▶ What is needed: Reproduce the records below exactly, but only between the lines holding "reply is outstanding" and "for a transcript", inclusive.

════════════════════

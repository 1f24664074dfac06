//! Mapping from a message sequence to the rows shown in the transcript

use crate::conversation::ends_with_assistant;
use crate::model::ChatMessage;

/// One visual row of the transcript
#[derive(Debug, Clone, Copy, PartialEq)]
pub enum TranscriptRow<'a> {
    /// A rendered message; `is_loading` is set on the last row while a reply is outstanding
    Message {
        message: &'a ChatMessage,
        is_loading: bool,
    },
    /// The assistant reply still being produced, shown as a spinner
    Loading { message: &'a ChatMessage },
}

impl<'a> TranscriptRow<'a> {
    pub fn message(&self) -> &'a ChatMessage {
        match self {
            TranscriptRow::Message { message, .. } | TranscriptRow::Loading { message } => message,
        }
    }

    pub fn is_spinner(&self) -> bool {
        matches!(self, TranscriptRow::Loading { .. })
    }
}

/// What the transcript area shows
#[derive(Debug, Clone, PartialEq)]
pub enum TranscriptPlan<'a> {
    /// Nothing has been said yet
    Welcome { pending: bool },
    Rows {
        rows: Vec<TranscriptRow<'a>>,
        /// Standalone spinner below the rows
        pending: bool,
    },
}

impl TranscriptPlan<'_> {
    pub fn is_welcome(&self) -> bool {
        matches!(self, TranscriptPlan::Welcome { .. })
    }

    pub fn pending(&self) -> bool {
        match self {
            TranscriptPlan::Welcome { pending } | TranscriptPlan::Rows { pending, .. } => *pending,
        }
    }
}

/// Build the row plan for a transcript
pub fn plan_transcript(messages: &[ChatMessage], is_loading: bool) -> TranscriptPlan<'_> {
    let pending = is_loading && !ends_with_assistant(messages);

    if messages.is_empty() {
        return TranscriptPlan::Welcome { pending };
    }

    let last = messages.len() - 1;
    let rows = messages
        .iter()
        .enumerate()
        .map(|(i, message)| {
            let is_loading_row = i == last && is_loading;
            if is_loading_row && !message.is_user() {
                TranscriptRow::Loading { message }
            } else {
                TranscriptRow::Message {
                    message,
                    is_loading: is_loading_row,
                }
            }
        })
        .collect();

    TranscriptPlan::Rows { rows, pending }
}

════════════════════

▶ Reply to the exercise:
    /// A rendered message; `is_loading` is set on the last row while a reply is outstanding
    Message {
        message: &'a ChatMessage,
        is_loading: bool,
    },
    /// The assistant reply still being produced, shown as a spinner
    Loading { message: &'a ChatMessage },
}

impl<'a> TranscriptRow<'a> {
    pub fn message(&self) -> &'a ChatMessage {
        match self {
            TranscriptRow::Message { message, .. } | TranscriptRow::Loading { message } => message,
        }
    }

    pub fn is_spinner(&self) -> bool {
        matches!(self, TranscriptRow::Loading { .. })
    }
}

/// What the transcript area shows
#[derive(Debug, Clone, PartialEq)]
pub enum TranscriptPlan<'a> {
    /// Nothing has been said yet
    Welcome { pending: bool },
    Rows {
        rows: Vec<TranscriptRow<'a>>,
        /// Standalone spinner below the rows
        pending: bool,
    },
}

impl TranscriptPlan<'_> {
    pub fn is_welcome(&self) -> bool {
        matches!(self, TranscriptPlan::Welcome { .. })
    }

    pub fn pending(&self) -> bool {
        match self {
            TranscriptPlan::Welcome { pending } | TranscriptPlan::Rows { pending, .. } => *pending,
        }
    }
}

/// Build the row plan for a transcript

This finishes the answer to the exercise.